Data entries
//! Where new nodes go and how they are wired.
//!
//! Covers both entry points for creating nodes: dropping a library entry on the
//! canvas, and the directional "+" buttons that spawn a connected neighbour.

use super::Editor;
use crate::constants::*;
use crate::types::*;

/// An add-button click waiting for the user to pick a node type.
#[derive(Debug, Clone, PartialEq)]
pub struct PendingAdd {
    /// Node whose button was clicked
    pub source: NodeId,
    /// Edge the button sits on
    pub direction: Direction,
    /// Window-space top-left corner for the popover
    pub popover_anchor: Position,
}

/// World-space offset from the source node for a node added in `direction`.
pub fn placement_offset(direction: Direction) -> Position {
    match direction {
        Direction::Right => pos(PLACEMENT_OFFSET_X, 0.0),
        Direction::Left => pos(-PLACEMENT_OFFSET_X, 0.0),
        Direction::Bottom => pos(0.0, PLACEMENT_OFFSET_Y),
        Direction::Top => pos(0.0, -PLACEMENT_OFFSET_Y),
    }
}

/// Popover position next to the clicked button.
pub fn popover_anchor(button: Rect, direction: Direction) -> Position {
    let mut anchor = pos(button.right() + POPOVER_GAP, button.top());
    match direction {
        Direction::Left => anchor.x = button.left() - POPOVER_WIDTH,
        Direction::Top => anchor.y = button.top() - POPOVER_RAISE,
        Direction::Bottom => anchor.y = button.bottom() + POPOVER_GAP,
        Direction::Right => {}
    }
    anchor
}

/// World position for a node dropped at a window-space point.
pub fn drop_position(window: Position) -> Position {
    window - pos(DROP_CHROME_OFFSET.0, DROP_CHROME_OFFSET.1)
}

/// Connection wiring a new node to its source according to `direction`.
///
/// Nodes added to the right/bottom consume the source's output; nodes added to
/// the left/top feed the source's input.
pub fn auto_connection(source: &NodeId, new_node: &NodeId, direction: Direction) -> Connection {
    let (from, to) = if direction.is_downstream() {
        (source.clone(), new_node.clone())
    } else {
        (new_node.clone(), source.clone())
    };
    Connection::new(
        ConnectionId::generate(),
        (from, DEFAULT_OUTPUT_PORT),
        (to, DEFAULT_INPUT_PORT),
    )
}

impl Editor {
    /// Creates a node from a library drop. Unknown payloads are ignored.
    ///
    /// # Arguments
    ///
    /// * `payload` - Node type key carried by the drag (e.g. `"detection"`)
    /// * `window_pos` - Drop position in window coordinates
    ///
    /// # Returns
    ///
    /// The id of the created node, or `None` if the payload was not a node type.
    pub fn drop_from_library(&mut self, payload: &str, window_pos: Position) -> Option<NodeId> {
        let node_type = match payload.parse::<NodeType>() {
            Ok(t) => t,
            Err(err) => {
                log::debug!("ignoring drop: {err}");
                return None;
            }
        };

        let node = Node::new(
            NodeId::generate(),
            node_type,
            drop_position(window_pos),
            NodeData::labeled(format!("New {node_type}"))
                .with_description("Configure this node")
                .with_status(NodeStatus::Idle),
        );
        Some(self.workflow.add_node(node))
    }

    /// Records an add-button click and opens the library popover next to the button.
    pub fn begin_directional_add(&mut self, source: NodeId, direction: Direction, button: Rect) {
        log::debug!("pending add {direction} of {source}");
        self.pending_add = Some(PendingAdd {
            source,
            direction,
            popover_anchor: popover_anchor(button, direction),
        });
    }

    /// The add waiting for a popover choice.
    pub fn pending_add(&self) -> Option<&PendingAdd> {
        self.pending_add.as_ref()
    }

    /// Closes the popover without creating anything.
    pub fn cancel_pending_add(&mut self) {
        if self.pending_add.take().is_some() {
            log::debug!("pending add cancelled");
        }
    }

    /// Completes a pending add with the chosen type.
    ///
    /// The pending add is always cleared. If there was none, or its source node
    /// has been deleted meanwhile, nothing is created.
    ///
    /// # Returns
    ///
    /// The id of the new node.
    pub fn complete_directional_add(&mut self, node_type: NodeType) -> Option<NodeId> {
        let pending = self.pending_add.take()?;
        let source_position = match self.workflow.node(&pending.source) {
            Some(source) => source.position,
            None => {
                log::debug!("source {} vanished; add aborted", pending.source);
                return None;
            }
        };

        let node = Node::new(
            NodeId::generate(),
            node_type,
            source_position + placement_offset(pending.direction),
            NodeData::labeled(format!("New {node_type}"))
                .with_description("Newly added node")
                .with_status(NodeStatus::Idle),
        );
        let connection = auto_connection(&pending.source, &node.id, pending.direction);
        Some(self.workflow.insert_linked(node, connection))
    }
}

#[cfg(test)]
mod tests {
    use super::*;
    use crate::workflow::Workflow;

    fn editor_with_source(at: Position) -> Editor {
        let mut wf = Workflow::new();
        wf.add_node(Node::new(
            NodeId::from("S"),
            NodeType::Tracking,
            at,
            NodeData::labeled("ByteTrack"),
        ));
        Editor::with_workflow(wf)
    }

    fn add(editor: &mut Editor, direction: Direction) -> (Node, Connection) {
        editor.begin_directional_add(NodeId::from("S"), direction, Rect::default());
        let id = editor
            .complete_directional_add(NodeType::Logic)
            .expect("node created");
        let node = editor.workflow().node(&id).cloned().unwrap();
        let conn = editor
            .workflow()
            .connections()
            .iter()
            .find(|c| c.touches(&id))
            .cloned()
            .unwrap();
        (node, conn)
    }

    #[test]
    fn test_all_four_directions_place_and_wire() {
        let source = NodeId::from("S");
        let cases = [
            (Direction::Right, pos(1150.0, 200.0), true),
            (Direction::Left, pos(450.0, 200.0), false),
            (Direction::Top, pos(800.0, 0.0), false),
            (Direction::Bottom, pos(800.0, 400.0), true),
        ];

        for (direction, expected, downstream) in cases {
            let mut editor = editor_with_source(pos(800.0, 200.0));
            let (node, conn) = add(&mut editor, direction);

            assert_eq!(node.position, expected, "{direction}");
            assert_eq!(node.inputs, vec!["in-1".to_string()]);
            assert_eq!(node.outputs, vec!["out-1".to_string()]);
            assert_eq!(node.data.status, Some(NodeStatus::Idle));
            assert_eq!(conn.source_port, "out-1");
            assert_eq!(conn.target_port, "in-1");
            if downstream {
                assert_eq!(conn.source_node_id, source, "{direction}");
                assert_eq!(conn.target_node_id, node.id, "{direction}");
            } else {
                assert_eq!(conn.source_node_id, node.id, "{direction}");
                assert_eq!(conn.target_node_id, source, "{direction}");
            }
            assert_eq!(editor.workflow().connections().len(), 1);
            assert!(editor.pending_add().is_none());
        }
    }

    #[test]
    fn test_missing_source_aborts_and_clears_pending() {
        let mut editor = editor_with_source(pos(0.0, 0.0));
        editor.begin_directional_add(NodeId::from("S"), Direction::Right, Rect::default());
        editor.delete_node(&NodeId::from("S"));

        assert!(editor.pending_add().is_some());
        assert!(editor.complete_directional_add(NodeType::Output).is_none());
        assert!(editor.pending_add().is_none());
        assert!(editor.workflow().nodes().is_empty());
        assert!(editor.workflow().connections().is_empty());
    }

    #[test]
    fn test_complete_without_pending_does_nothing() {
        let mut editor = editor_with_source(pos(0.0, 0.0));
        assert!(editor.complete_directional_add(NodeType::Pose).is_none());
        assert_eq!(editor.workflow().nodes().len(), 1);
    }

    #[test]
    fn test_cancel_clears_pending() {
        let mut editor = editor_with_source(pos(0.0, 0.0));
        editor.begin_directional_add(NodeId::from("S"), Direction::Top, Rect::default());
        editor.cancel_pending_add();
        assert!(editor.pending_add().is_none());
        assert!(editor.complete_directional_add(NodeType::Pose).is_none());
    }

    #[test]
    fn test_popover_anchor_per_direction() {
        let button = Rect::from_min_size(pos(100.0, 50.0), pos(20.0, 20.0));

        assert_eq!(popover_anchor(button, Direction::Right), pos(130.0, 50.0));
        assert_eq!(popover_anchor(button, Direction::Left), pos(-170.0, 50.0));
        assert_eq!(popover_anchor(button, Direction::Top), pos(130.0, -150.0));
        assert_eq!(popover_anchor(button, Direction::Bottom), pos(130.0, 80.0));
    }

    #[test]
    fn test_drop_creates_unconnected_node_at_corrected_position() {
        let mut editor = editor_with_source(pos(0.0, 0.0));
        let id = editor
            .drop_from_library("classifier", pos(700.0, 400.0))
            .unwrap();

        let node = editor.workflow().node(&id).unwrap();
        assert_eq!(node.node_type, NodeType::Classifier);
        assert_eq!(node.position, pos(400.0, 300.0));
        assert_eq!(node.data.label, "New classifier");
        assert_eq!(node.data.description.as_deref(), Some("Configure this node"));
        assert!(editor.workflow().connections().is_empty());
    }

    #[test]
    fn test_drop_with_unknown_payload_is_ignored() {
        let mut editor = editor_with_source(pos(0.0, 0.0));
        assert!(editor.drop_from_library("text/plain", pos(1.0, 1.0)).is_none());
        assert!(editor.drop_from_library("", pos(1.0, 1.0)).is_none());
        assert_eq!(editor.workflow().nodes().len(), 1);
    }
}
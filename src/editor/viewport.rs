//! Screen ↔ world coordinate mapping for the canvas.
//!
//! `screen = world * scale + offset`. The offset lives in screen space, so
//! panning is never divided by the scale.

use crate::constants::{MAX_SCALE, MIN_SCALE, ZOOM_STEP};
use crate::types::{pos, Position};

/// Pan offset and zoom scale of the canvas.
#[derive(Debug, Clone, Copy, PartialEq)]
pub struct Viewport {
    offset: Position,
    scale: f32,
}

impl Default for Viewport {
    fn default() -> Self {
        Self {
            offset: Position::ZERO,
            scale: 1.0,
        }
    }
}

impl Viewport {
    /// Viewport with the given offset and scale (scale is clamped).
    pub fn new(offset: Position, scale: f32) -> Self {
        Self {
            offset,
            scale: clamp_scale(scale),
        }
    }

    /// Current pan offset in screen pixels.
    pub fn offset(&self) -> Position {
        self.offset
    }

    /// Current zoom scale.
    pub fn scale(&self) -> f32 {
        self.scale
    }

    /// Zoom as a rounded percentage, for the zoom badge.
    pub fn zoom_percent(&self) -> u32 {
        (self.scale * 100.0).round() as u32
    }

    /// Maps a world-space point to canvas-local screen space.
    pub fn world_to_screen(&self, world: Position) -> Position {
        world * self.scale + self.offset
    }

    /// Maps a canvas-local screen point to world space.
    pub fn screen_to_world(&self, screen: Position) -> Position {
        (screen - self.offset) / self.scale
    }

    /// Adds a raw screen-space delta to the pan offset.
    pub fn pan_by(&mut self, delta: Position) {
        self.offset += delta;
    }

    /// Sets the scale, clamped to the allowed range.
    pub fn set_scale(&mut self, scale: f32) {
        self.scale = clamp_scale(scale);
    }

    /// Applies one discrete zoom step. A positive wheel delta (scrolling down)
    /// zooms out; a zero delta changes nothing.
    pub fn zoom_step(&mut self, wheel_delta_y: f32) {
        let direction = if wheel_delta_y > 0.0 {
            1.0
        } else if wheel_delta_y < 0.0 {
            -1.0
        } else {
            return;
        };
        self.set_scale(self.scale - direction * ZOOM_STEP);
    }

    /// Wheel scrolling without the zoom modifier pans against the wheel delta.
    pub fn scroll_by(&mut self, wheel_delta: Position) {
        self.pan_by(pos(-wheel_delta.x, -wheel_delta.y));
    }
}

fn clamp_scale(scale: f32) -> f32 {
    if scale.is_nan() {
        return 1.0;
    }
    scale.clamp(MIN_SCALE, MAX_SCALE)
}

## What you need to do
Look through the records above and please copy every line in which the string "connections" occurs.

## Response
            .connections()
            assert_eq!(editor.workflow().connections().len(), 1);
        assert!(editor.workflow().connections().is_empty());
        assert!(editor.workflow().connections().is_empty());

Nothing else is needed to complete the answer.